Payload of Play-Doh donated to hospitalized youth by Washington City teen

ST. GEORGE — Intermountain Cancer Center in St. George received a payload of Play-Doh from a Washington City teenager for the recent holidays. The toys will be distributed as a stress reliever to several departments in the hospital where children are treated.

Person holding green yellow and purple Play-doh, location unknown, July 30, 2021 | Photo by Olga Sergeeva via Scopio, St. George News

After watching a television series on BYU-TV titled “Random Acts,” Crimson Cliffs Middle School tenth-grader Ana Carnavale was inspired by the giving spirit. So she started a toy drive collecting Beanie Boos to distribute to children in the hospital. The second year she named her fundraiser Hope Buddies, but after her third year the cost of the miniature stuffed animals increased significantly. So, for her fourth year, she switched to Play-Doh.

“I tried contacting the company (making the stuffed animals) hoping to get a discount but never got any response,” she said.

Intermountain Cancer Center volunteer services coordinator Kim Lyons told St. George News that her office accepts donations from many people in the community, one of the most giving in the Intermountain Healthcare community. She is inspired by the age differences in the donors as she thanks them for their time, saying many are teens like Carnavale.

“We had two little boys, around 10 years old, who won a Nintendo Switch,” she said while tearing up. “And these boys, they didn’t want to keep it. So their parents brought them in, that’s just really cool to me.”

When not fundraising for hospitalized children during the holidays, Carnavale said she likes theatre, music, skating and Washington County 4-H activities — she’s even met the Governor of Utah. Her mother, Jennae, is proud of the bond Ana is forming with her little brother and sister.
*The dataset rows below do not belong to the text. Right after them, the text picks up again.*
impl SessionController {
    pub fn new(
        cmd_rx: Receiver<SessionCommand>,
        cmd_tx: Sender<SessionCommand>,
        shared_state: Arc<Mutex<SessionSnapshot>>,
        prefs: Arc<Preferences>,
        gateway: Arc<dyn AuthGateway>,
    ) -> Self {
        let login_rx = gateway.state().subscribe();
        Self {
            cmd_rx,
            cmd_tx,
            shared_state,
            prefs,
            gateway,
            auth_generation: 0,
            login_rx,
        }
    }

    /// Run the controller event loop (blocking, call from a dedicated thread)
    pub fn run(&mut self) {
        self.refresh_screen();

        loop {
            // Process commands (blocking with timeout so we can poll the
            // gateway's login listener)
            match self.cmd_rx.recv_timeout(Duration::from_millis(50)) {
                Ok(cmd) => {
                    if self.handle_command(cmd) {
                        break;
                    }
                }
                Err(RecvTimeoutError::Timeout) => {}
                Err(RecvTimeoutError::Disconnected) => break,
            }

            self.poll_login_changes();
        }
    }

    /// Handle a single command. Returns true if the loop should exit.
    fn handle_command(&mut self, cmd: SessionCommand) -> bool {
        match cmd {
            SessionCommand::Shutdown => return true,

            SessionCommand::SignUp { email, password } => {
                let check = validate_credentials(&email, &password)
                    .and_then(|_| validate_new_password(&password));
                match check {
                    Err(e) => self.fail(e.to_string()),
                    Ok(()) => self.spawn_auth(AuthOp::SignUp, move |gw| {
                        gw.sign_up(normalize_email(&email), &password)
                    }),
                }
            }
            SessionCommand::SignIn { email, password } => {
                match validate_credentials(&email, &password) {
                    Err(e) => self.fail(e.to_string()),
                    Ok(()) => self.spawn_auth(AuthOp::SignIn, move |gw| {
                        gw.sign_in(normalize_email(&email), &password)
                    }),
                }
            }
            SessionCommand::SignInAnonymously => {
                self.spawn_auth(AuthOp::SignInAnonymously, |gw| gw.sign_in_anonymously());
            }
            SessionCommand::SignOut => {
                self.spawn_auth(AuthOp::SignOut, |gw| gw.sign_out());
            }
            SessionCommand::DeleteAccount => {
                self.spawn_auth(AuthOp::DeleteAccount, |gw| gw.delete_account());
            }

            SessionCommand::CompleteOnboarding => {
                if let Err(e) = self.prefs.onboarding.set_completed(true) {
                    self.fail(e.to_string());
                }
                self.refresh_screen();
            }

            SessionCommand::AuthCompleted {
                generation,
                op,
                result,
            } => {
                self.finish_auth(generation, op, result);
            }
        }
        false
    }

    /// Run a blocking gateway call on a worker thread
    fn spawn_auth<F>(&mut self, op: AuthOp, call: F)
    where
        F: FnOnce(&dyn AuthGateway) -> Result<()> + Send + 'static,
    {
        self.auth_generation += 1;
        let generation = self.auth_generation;
        {
            let mut state = self.lock_state();
            state.is_authenticating = true;
            state.last_error = None;
        }

        let gateway = self.gateway.clone();
        let tx = self.cmd_tx.clone();
        std::thread::spawn(move || {
            let result = call(gateway.as_ref()).map_err(|e| e.to_string());
            let _ = tx.send(SessionCommand::AuthCompleted {
                generation,
                op,
                result,
            });
        });
    }

    fn finish_auth(
        &mut self,
        generation: u64,
        op: AuthOp,
        result: std::result::Result<(), String>,
    ) {
        if generation != self.auth_generation {
            tracing::debug!(generation, ?op, "discarding stale auth result");
            return;
        }

        {
            let mut state = self.lock_state();
            state.is_authenticating = false;
        }

        match result {
            Ok(()) => {
                tracing::info!(?op, "auth operation succeeded");
                if matches!(op, AuthOp::SignOut | AuthOp::DeleteAccount) {
                    self.clear_user_data();
                }
            }
            Err(message) => {
                tracing::warn!(?op, %message, "auth operation failed");
                self.fail(message);
            }
        }

        self.refresh_screen();
    }

    // The gateway never touches the preference store; clearing after a
    // confirmed logout or deletion is this controller's job.
    fn clear_user_data(&self) {
        if let Err(e) = self.prefs.favorites.clear() {
            tracing::warn!(error = %e, "failed to clear favorites");
        }
        if let Err(e) = self.prefs.profile.clear() {
            tracing::warn!(error = %e, "failed to clear profile");
        }
        if let Err(e) = self.prefs.onboarding.set_completed(false) {
            tracing::warn!(error = %e, "failed to reset onboarding flag");
        }
    }

    fn poll_login_changes(&mut self) {
        let mut changed = false;
        while self.login_rx.try_recv().is_ok() {
            changed = true;
        }
        if changed {
            self.refresh_screen();
        }
    }

    fn refresh_screen(&self) {
        let logged_in = self.gateway.state().is_logged_in();
        let onboarded = self.prefs.onboarding.has_completed().unwrap_or(false);
        let mut state = self.lock_state();
        state.is_logged_in = logged_in;
        state.screen = resolve_screen(logged_in, onboarded);
    }

    fn fail(&self, message: String) {
        let mut state = self.lock_state();
        state.is_authenticating = false;
        state.last_error = Some(message);
    }

    fn lock_state(&self) -> MutexGuard<'_, SessionSnapshot> {
        self.shared_state.lock().unwrap_or_else(|e| e.into_inner())
    }
}

#[cfg(test)]
mod tests {
    use super::*;
    use crate::error::AppError;
    use crate::session::state::Screen;
    use crate::auth::AuthState;
    use crossbeam_channel::bounded;
    use std::env::temp_dir;
    use std::fs;
    use std::path::PathBuf;
    use std::sync::atomic::{AtomicU32, Ordering};
    use std::thread::JoinHandle;
    use std::time::Instant;

    static TEST_COUNTER: AtomicU32 = AtomicU32::new(0);

    fn temp_path() -> PathBuf {
        let id = TEST_COUNTER.fetch_add(1, Ordering::SeqCst);
        temp_dir().join(format!("wildatlas_session_test_{}.json", id))
    }

    /// Test double standing in for the external identity provider
    struct FakeGateway {
        state: AuthState,
        fail_message: Mutex<Option<String>>,
        calls: AtomicU32,
    }

    impl FakeGateway {
        fn new() -> Arc<Self> {
            Arc::new(Self {
                state: AuthState::new(),
                fail_message: Mutex::new(None),
                calls: AtomicU32::new(0),
            })
        }

        fn failing(message: &str) -> Arc<Self> {
            let gw = Self::new();
            *gw.fail_message.lock().unwrap() = Some(message.to_string());
            gw
        }

        fn call_count(&self) -> u32 {
            self.calls.load(Ordering::SeqCst)
        }

        fn complete(&self, logged_in: bool) -> Result<()> {
            self.calls.fetch_add(1, Ordering::SeqCst);
            if let Some(message) = self.fail_message.lock().unwrap().clone() {
                return Err(AppError::Auth(message));
            }
            self.state.set_logged_in(logged_in);
            Ok(())
        }
    }

    impl AuthGateway for FakeGateway {
        fn name(&self) -> &'static str {
            "Fake"
        }

        fn state(&self) -> AuthState {
            self.state.clone()
        }

        fn sign_up(&self, _email: &str, _password: &str) -> Result<()> {
            self.complete(true)
        }

        fn sign_in(&self, _email: &str, _password: &str) -> Result<()> {
            self.complete(true)
        }

        fn sign_in_anonymously(&self) -> Result<()> {
            self.complete(true)
        }

        fn sign_out(&self) -> Result<()> {
            self.complete(false)
        }

        fn delete_account(&self) -> Result<()> {
            self.complete(false)
        }
    }

    struct Harness {
        tx: Sender<SessionCommand>,
        state: Arc<Mutex<SessionSnapshot>>,
        prefs: Arc<Preferences>,
        path: PathBuf,
        handle: Option<JoinHandle<()>>,
    }

    impl Harness {
        fn start(gateway: Arc<FakeGateway>) -> Self {
            let path = temp_path();
            let prefs = Arc::new(Preferences::open_at(&path).unwrap());
            let (tx, rx) = bounded(16);
            let state = Arc::new(Mutex::new(SessionSnapshot::default()));

            let mut controller = SessionController::new(
                rx,
                tx.clone(),
                state.clone(),
                prefs.clone(),
                gateway,
            );
            let handle = std::thread::spawn(move || controller.run());

            Self {
                tx,
                state,
                prefs,
                path,
                handle: Some(handle),
            }
        }

        fn snapshot(&self) -> SessionSnapshot {
            self.state.lock().unwrap().clone()
        }

        fn wait_until(&self, check: impl Fn(&SessionSnapshot) -> bool) -> bool {
            let deadline = Instant::now() + Duration::from_secs(5);
            while Instant::now() < deadline {
                if check(&self.snapshot()) {
                    return true;
                }
                std::thread::sleep(Duration::from_millis(10));
            }
            false
        }
    }

    impl Drop for Harness {
        fn drop(&mut self) {
            let _ = self.tx.send(SessionCommand::Shutdown);
            if let Some(handle) = self.handle.take() {
                let _ = handle.join();
            }
            let _ = fs::remove_file(&self.path);
        }
    }

    fn sign_in(harness: &Harness) {
        harness
            .tx
            .send(SessionCommand::SignIn {
                email: "ada@example.com".to_string(),
                password: "secret1".to_string(),
            })
            .unwrap();
        assert!(harness.wait_until(|s| s.is_logged_in));
    }

    #[test]
    fn test_sign_in_routes_to_onboarding_first() {
        let harness = Harness::start(FakeGateway::new());

        assert_eq!(harness.snapshot().screen, Screen::CreateProfile);
        sign_in(&harness);

        assert!(harness.wait_until(|s| s.screen == Screen::Onboarding));
    }

    #[test]
    fn test_complete_onboarding_routes_to_main() {
        let harness = Harness::start(FakeGateway::new());

        sign_in(&harness);
        harness.tx.send(SessionCommand::CompleteOnboarding).unwrap();

        assert!(harness.wait_until(|s| s.screen == Screen::Main));
        assert!(harness.prefs.onboarding.has_completed().unwrap());
    }

    #[test]
    fn test_sign_out_clears_user_data() {
        let harness = Harness::start(FakeGateway::new());

        sign_in(&harness);
        harness.prefs.favorites.add("banff_canada").unwrap();
        harness.prefs.profile.save(Some("Ada"), Some(3)).unwrap();
        harness.tx.send(SessionCommand::CompleteOnboarding).unwrap();
        assert!(harness.wait_until(|s| s.screen == Screen::Main));

        harness.tx.send(SessionCommand::SignOut).unwrap();
        assert!(harness.wait_until(|s| !s.is_logged_in));
        assert!(harness.wait_until(|s| s.screen == Screen::CreateProfile));

        assert_eq!(harness.prefs.favorites.count().unwrap(), 0);
        assert_eq!(harness.prefs.profile.get().unwrap().display_name, "Username");
        assert!(!harness.prefs.onboarding.has_completed().unwrap());
    }

    #[test]
    fn test_anonymous_delete_clears_user_data() {
        let harness = Harness::start(FakeGateway::new());

        harness.tx.send(SessionCommand::SignInAnonymously).unwrap();
        assert!(harness.wait_until(|s| s.is_logged_in));

        harness.prefs.favorites.add("kruger_southafrica").unwrap();
        harness.tx.send(SessionCommand::DeleteAccount).unwrap();
        assert!(harness.wait_until(|s| !s.is_logged_in));

        assert_eq!(harness.prefs.favorites.count().unwrap(), 0);
    }

    #[test]
    fn test_failed_sign_in_preserves_preferences() {
        let harness = Harness::start(FakeGateway::failing("The password is invalid"));

        harness.prefs.favorites.add("banff_canada").unwrap();
        harness
            .tx
            .send(SessionCommand::SignIn {
                email: "ada@example.com".to_string(),
                password: "wrongpw".to_string(),
            })
            .unwrap();

        assert!(harness.wait_until(|s| s.last_error.is_some()));
        let snapshot = harness.snapshot();
        assert_eq!(snapshot.last_error.as_deref(), Some("The password is invalid"));
        assert!(!snapshot.is_logged_in);
        assert_eq!(harness.prefs.favorites.count().unwrap(), 1);
    }

    #[test]
    fn test_validation_failure_never_reaches_gateway() {
        let gateway = FakeGateway::new();
        let harness = Harness::start(gateway.clone());

        harness
            .tx
            .send(SessionCommand::SignUp {
                email: "ada@example.com".to_string(),
                password: "short".to_string(),
            })
            .unwrap();
        assert!(harness.wait_until(|s| s.last_error.is_some()));
        assert_eq!(
            harness.snapshot().last_error.as_deref(),
            Some("Password must be at least 6 characters")
        );

        harness
            .tx
            .send(SessionCommand::SignIn {
                email: "   ".to_string(),
                password: "".to_string(),
            })
            .unwrap();
        assert!(harness.wait_until(|s| {
            s.last_error.as_deref() == Some("Enter email and password")
        }));

        assert_eq!(gateway.call_count(), 0);
    }

    #[test]
    fn test_stale_auth_result_is_discarded() {
        let harness = Harness::start(FakeGateway::new());

        harness.prefs.favorites.add("banff_canada").unwrap();

        // A result from a generation that was never issued must not be
        // treated as a confirmed sign-out.
        harness
            .tx
            .send(SessionCommand::AuthCompleted {
                generation: 99,
                op: AuthOp::SignOut,
                result: Ok(()),
            })
            .unwrap();

        std::thread::sleep(Duration::from_millis(200));
        assert_eq!(harness.prefs.favorites.count().unwrap(), 1);
    }
}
“It’s fun to see them working together,” she said. “She lets them help with the shopping.”

Donations have mostly been raised through word of mouth, on their personal social media pages, an Amazon wishlist, or from neighbors dropping off gifts at the doorstep because they knew Ana was going to the hospital from her previous toy drives, her mother said.

Ana explained that her drive to continue for four years was fueled when, in a previous year, she had a friend in the hospital receive one of the Beanie Boos she had donated.

“Seeing somebody get it, and seeing how happy it made them makes you want to keep doing it,” she said. “Knowing that there is more than one person out there getting them, and that it is hard in the hospital, now they will have something to make it just a little bit better.”

Although Lyons herself does not hand deliver the donations to patients, she works closely with the donors who drop them off, many of them hand-made.

“I get to see the look on their faces, I get a kick out of that,” she said. “And if they are kids, I get to see their parents and they are always so proud.”